Many commentators believe that Raisi is the leader’s preferred heir. “Raisi rose very quickly on the scale of promotions and senior positions in the country,” explains Benny Sabati, a social media researcher at the Jerusalem Institute for Strategy and Security, one of the founders of the IDF Spokesman in Persian, and a native of Tehran, on the N12. He is very much connected to the Revolutionary Guards. Ahmadinejad was a puppet, Raisi is the flesh and blood of the regime. The leader wants him and is probably raising him as the next leader. “

The leader’s son, Majatba Khamenei, is also considered a possible candidate for his father’s legacy, but he is not recognized in the public arena. Some believe that Raisi is intended by the leader to hold the throne as a “bridge” or as an interim period until Khamenei Jr. matures in his readiness to ascend to the throne, and also to prevent a display of nepotism and inherited tenure.

Impact on Israel

The return of the firm and conservative line to the presidency could have a major impact on Israel in the coming years. In contrast to the cold embrace received by the Revolutionary Guards from Rohani – which manifested itself in budget cuts, condemnations and loose labor ties – Raisi is expected to give them a windfall that will fuel their activities in the region.

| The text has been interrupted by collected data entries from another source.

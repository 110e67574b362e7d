// Capture countdown
// Waits out a recording window in fixed ticks, reporting each tick and
// stopping early when cancelled

use std::time::Duration;
use tokio::sync::mpsc::UnboundedSender;
use tokio_util::sync::CancellationToken;

use crate::models::{CaptureEvent, CaptureWindowState};

#[derive(Debug, Clone, Copy)]
pub struct Countdown {
    total_seconds: u64,
    tick_seconds: u64,
}

impl Countdown {
    pub fn new(total_seconds: u64, tick_seconds: u64) -> Self {
        Self {
            total_seconds,
            tick_seconds: tick_seconds.max(1),
        }
    }

    /// `(elapsed, length)` of every tick; the last one may be shorter.
    /// Ticks are produced lazily, so any window length is fine.
    pub fn ticks(&self) -> impl Iterator<Item = (u64, u64)> {
        let Countdown {
            total_seconds,
            tick_seconds,
        } = *self;
        let first = (total_seconds > 0).then(|| (0, tick_seconds.min(total_seconds)));
        std::iter::successors(first, move |&(elapsed, length)| {
            let next = elapsed + length;
            (next < total_seconds).then(|| (next, tick_seconds.min(total_seconds - next)))
        })
    }

    /// Run the window. A tick event is sent before each wait; only completed
    /// ticks count towards `elapsed_seconds`.
    pub async fn run(
        &self,
        events: &UnboundedSender<CaptureEvent>,
        cancel: &CancellationToken,
    ) -> CaptureWindowState {
        let mut state = CaptureWindowState::new(self.total_seconds);

        for (elapsed, length) in self.ticks() {
            if cancel.is_cancelled() {
                state.cancelled = true;
                break;
            }

            let _ = events.send(CaptureEvent::Tick {
                elapsed_seconds: state.elapsed_seconds,
                remaining_seconds: state.remaining_seconds(),
                total_seconds: state.total_seconds,
            });

            tokio::select! {
                _ = tokio::time::sleep(Duration::from_secs(length)) => {
                    state.elapsed_seconds = elapsed + length;
                }
                _ = cancel.cancelled() => {
                    state.cancelled = true;
                    break;
                }
            }
        }

        state
    }
}
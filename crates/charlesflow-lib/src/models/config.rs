// Configuration models
// Control API credentials, filesystem locations and capture settings
//
// Loaded once at startup: defaults, then an optional config.toml, then
// environment overrides. Validated before any client is built.

use serde::{Deserialize, Serialize};
use std::path::{Path, PathBuf};
use std::time::Duration;
use thiserror::Error;

use crate::utils::paths;

/// Environment variable naming an explicit config file
pub const CONFIG_PATH_ENV: &str = "CHARLESFLOW_CONFIG";
pub const USERNAME_ENV: &str = "CHARLESFLOW_USERNAME";
pub const PASSWORD_ENV: &str = "CHARLESFLOW_PASSWORD";
pub const PROXY_ENV: &str = "CHARLESFLOW_PROXY";
pub const CONTROL_URL_ENV: &str = "CHARLESFLOW_CONTROL_URL";

/// Upper bound for any control API timeout
pub const MAX_TIMEOUT_SECS: u64 = 10;

/// Configuration errors
#[derive(Error, Debug)]
pub enum ConfigError {
    #[error("Failed to read config file {path}: {source}")]
    Read {
        path: String,
        #[source]
        source: std::io::Error,
    },

    #[error("Failed to parse config file: {0}")]
    Parse(#[from] toml::de::Error),

    #[error("Invalid configuration for {field}: {message}")]
    Invalid { field: &'static str, message: String },
}

impl ConfigError {
    pub fn code(&self) -> &'static str {
        match self {
            ConfigError::Read { .. } => "CONFIG_READ_FAILED",
            ConfigError::Parse(_) => "CONFIG_PARSE_FAILED",
            ConfigError::Invalid { .. } => "CONFIG_INVALID",
        }
    }
}

impl From<ConfigError> for String {
    fn from(err: ConfigError) -> Self {
        err.to_string()
    }
}

/// Connection settings for the Charles control API
#[derive(Debug, Clone, PartialEq, Eq, Serialize, Deserialize)]
#[serde(default)]
pub struct ControlConfig {
    /// Virtual host answered by Charles itself
    pub base_url: String,
    /// Charles HTTP proxy every control request is routed through
    pub proxy_url: String,
    pub username: String,
    pub password: String,
    pub request_timeout_secs: u64,
    pub quit_timeout_secs: u64,
    /// Pause after quit so Charles can release its config files
    pub quit_grace_millis: u64,
}

impl Default for ControlConfig {
    fn default() -> Self {
        Self {
            base_url: "http://control.charles".to_string(),
            proxy_url: "http://127.0.0.1:8888".to_string(),
            username: "tower".to_string(),
            password: "123456".to_string(),
            request_timeout_secs: 5,
            quit_timeout_secs: 3,
            quit_grace_millis: 2000,
        }
    }
}

impl ControlConfig {
    pub fn request_timeout(&self) -> Duration {
        Duration::from_secs(self.request_timeout_secs)
    }

    pub fn quit_timeout(&self) -> Duration {
        Duration::from_secs(self.quit_timeout_secs)
    }

    pub fn quit_grace(&self) -> Duration {
        Duration::from_millis(self.quit_grace_millis)
    }

    pub fn validate(&self) -> Result<(), ConfigError> {
        validate_http_url("control.base_url", &self.base_url)?;
        validate_http_url("control.proxy_url", &self.proxy_url)?;

        if self.username.is_empty() {
            return Err(ConfigError::Invalid {
                field: "control.username",
                message: "must not be empty".to_string(),
            });
        }
        validate_timeout("control.request_timeout_secs", self.request_timeout_secs)?;
        validate_timeout("control.quit_timeout_secs", self.quit_timeout_secs)?;

        if self.quit_grace_millis > MAX_TIMEOUT_SECS * 1000 {
            return Err(ConfigError::Invalid {
                field: "control.quit_grace_millis",
                message: format!("must be at most {} ms", MAX_TIMEOUT_SECS * 1000),
            });
        }
        Ok(())
    }
}

fn validate_http_url(field: &'static str, value: &str) -> Result<(), ConfigError> {
    let parsed = url::Url::parse(value).map_err(|e| ConfigError::Invalid {
        field,
        message: format!("'{}' is not a valid URL: {}", value, e),
    })?;
    if parsed.scheme() != "http" && parsed.scheme() != "https" {
        return Err(ConfigError::Invalid {
            field,
            message: format!("unsupported scheme '{}'", parsed.scheme()),
        });
    }
    Ok(())
}

fn validate_timeout(field: &'static str, secs: u64) -> Result<(), ConfigError> {
    if secs == 0 || secs > MAX_TIMEOUT_SECS {
        return Err(ConfigError::Invalid {
            field,
            message: format!("must be between 1 and {} seconds", MAX_TIMEOUT_SECS),
        });
    }
    Ok(())
}

/// Filesystem locations
#[derive(Debug, Clone, PartialEq, Eq, Serialize, Deserialize)]
#[serde(default)]
pub struct PathsConfig {
    /// Live Charles config file (unknown when no roaming data dir exists)
    pub config_file: Option<PathBuf>,
    /// Live Charles profiles directory
    pub profiles_dir: Option<PathBuf>,
    /// Where the snapshot is kept
    pub backup_dir: PathBuf,
    /// Where exported sessions are cached
    pub cache_dir: PathBuf,
}

impl Default for PathsConfig {
    fn default() -> Self {
        let data_dir = paths::app_data_dir_or_temp();
        Self {
            config_file: paths::default_charles_config_file(),
            profiles_dir: paths::default_charles_profiles_dir(),
            backup_dir: data_dir.join(paths::BACKUP_DIR_NAME),
            cache_dir: data_dir.join(paths::CACHE_DIR_NAME),
        }
    }
}

impl PathsConfig {
    /// All locations rooted under one directory (used by tests and portable setups)
    pub fn rooted_at(root: &Path) -> Self {
        Self {
            config_file: Some(root.join("Charles").join("charles.config")),
            profiles_dir: Some(root.join("Charles").join("data").join("profiles")),
            backup_dir: root.join(paths::BACKUP_DIR_NAME),
            cache_dir: root.join(paths::CACHE_DIR_NAME),
        }
    }

    pub fn validate(&self) -> Result<(), ConfigError> {
        if self.backup_dir == self.cache_dir {
            return Err(ConfigError::Invalid {
                field: "paths.cache_dir",
                message: "must differ from paths.backup_dir".to_string(),
            });
        }
        Ok(())
    }
}

/// Capture window settings
#[derive(Debug, Clone, PartialEq, Eq, Serialize, Deserialize)]
#[serde(default)]
pub struct CaptureSettings {
    /// Progress is reported once per tick
    pub tick_seconds: u64,
}

impl Default for CaptureSettings {
    fn default() -> Self {
        Self { tick_seconds: 10 }
    }
}

impl CaptureSettings {
    pub fn validate(&self) -> Result<(), ConfigError> {
        if self.tick_seconds == 0 {
            return Err(ConfigError::Invalid {
                field: "capture.tick_seconds",
                message: "must be greater than zero".to_string(),
            });
        }
        Ok(())
    }
}

/// Complete application configuration
#[derive(Debug, Clone, Default, PartialEq, Eq, Serialize, Deserialize)]
#[serde(default)]
pub struct AppConfig {
    pub control: ControlConfig,
    pub paths: PathsConfig,
    pub capture: CaptureSettings,
}

impl AppConfig {
    /// Load from `.env`, the config file and environment, then validate
    pub fn load() -> Result<Self, ConfigError> {
        let _ = dotenvy::dotenv();

        let path = std::env::var(CONFIG_PATH_ENV)
            .ok()
            .filter(|p| !p.is_empty())
            .map(PathBuf::from)
            .or_else(|| paths::get_app_data_dir().ok().map(|d| d.join("config.toml")));

        let mut config = match path {
            Some(ref path) if path.exists() => {
                log::info!("[Config] Loading {}", path.display());
                Self::from_file(path)?
            }
            _ => {
                log::debug!("[Config] No config file found, using defaults");
                Self::default()
            }
        };

        config.apply_env_overrides();
        config.validate()?;
        Ok(config)
    }

    pub fn from_file(path: &Path) -> Result<Self, ConfigError> {
        let content = std::fs::read_to_string(path).map_err(|e| ConfigError::Read {
            path: path.display().to_string(),
            source: e,
        })?;
        Self::from_toml_str(&content)
    }

    pub fn from_toml_str(content: &str) -> Result<Self, ConfigError> {
        Ok(toml::from_str(content)?)
    }

    fn apply_env_overrides(&mut self) {
        let read = |key: &str| std::env::var(key).ok().filter(|v| !v.is_empty());

        if let Some(username) = read(USERNAME_ENV) {
            self.control.username = username;
        }
        if let Some(password) = read(PASSWORD_ENV) {
            self.control.password = password;
        }
        if let Some(proxy) = read(PROXY_ENV) {
            self.control.proxy_url = proxy;
        }
        if let Some(base_url) = read(CONTROL_URL_ENV) {
            self.control.base_url = base_url;
        }
    }

    pub fn validate(&self) -> Result<(), ConfigError> {
        self.control.validate()?;
        self.paths.validate()?;
        self.capture.validate()
    }
}

#[cfg(test)]
mod tests {
    use super::*;

    #[test]
    fn test_defaults_are_valid() {
        let config = AppConfig::default();
        assert!(config.validate().is_ok());
        assert_eq!(config.control.base_url, "http://control.charles");
        assert_eq!(config.control.proxy_url, "http://127.0.0.1:8888");
        assert_eq!(config.capture.tick_seconds, 10);
    }

    #[test]
    fn test_partial_toml_keeps_defaults() {
        let config = AppConfig::from_toml_str(
            r#"
            [control]
            username = "alice"
            request_timeout_secs = 4

            [capture]
            tick_seconds = 5
            "#,
        )
        .unwrap();
        assert_eq!(config.control.username, "alice");
        assert_eq!(config.control.password, "123456");
        assert_eq!(config.control.request_timeout(), Duration::from_secs(4));
        assert_eq!(config.capture.tick_seconds, 5);
    }

    #[test]
    fn test_rejects_bad_proxy_url() {
        let mut config = ControlConfig::default();
        config.proxy_url = "not a url".to_string();
        let err = config.validate().unwrap_err();
        assert_eq!(err.code(), "CONFIG_INVALID");
        assert!(err.to_string().contains("control.proxy_url"));
    }

    #[test]
    fn test_rejects_out_of_range_timeout() {
        let mut config = ControlConfig::default();
        config.request_timeout_secs = 0;
        assert!(config.validate().is_err());
        config.request_timeout_secs = 30;
        assert!(config.validate().is_err());
    }

    #[test]
    fn test_rejects_zero_tick() {
        let settings = CaptureSettings { tick_seconds: 0 };
        assert!(settings.validate().is_err());
    }

    #[test]
    fn test_rooted_paths() {
        let root = Path::new("/tmp/cf");
        let paths = PathsConfig::rooted_at(root);
        assert_eq!(
            paths.config_file.as_deref(),
            Some(Path::new("/tmp/cf/Charles/charles.config"))
        );
        assert!(paths.validate().is_ok());
    }

    #[test]
    fn test_invalid_toml_is_parse_error() {
        let err = AppConfig::from_toml_str("[control\nusername=").unwrap_err();
        assert_eq!(err.code(), "CONFIG_PARSE_FAILED");
    }
}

Iranian voters stand in line to vote (Photo: ap)
Less than half of Iran’s eligible voters went to the polls | Photo: ap

However, experts believe that there is hope for the degree of responsibility that exists in the presidency: “It is possible that the fact that Raisi will be in power will make it possible to pass in the conservative camps the amended nuclear agreement, which has been negotiated intensively in Vienna in recent weeks,” explains Sabati. The conservative and his harsh temperament are not suitable for leading change, what is more, the warming of the direct confrontation in the IDF between Israel and Iran makes it difficult for a real change to take place.

On the other hand, there are commentators who believe that from Israel’s point of view, it is possible that a better president serves as Raisi, from the perception that the extremist line in Iran does for us the best information service vis-à-vis Western countries.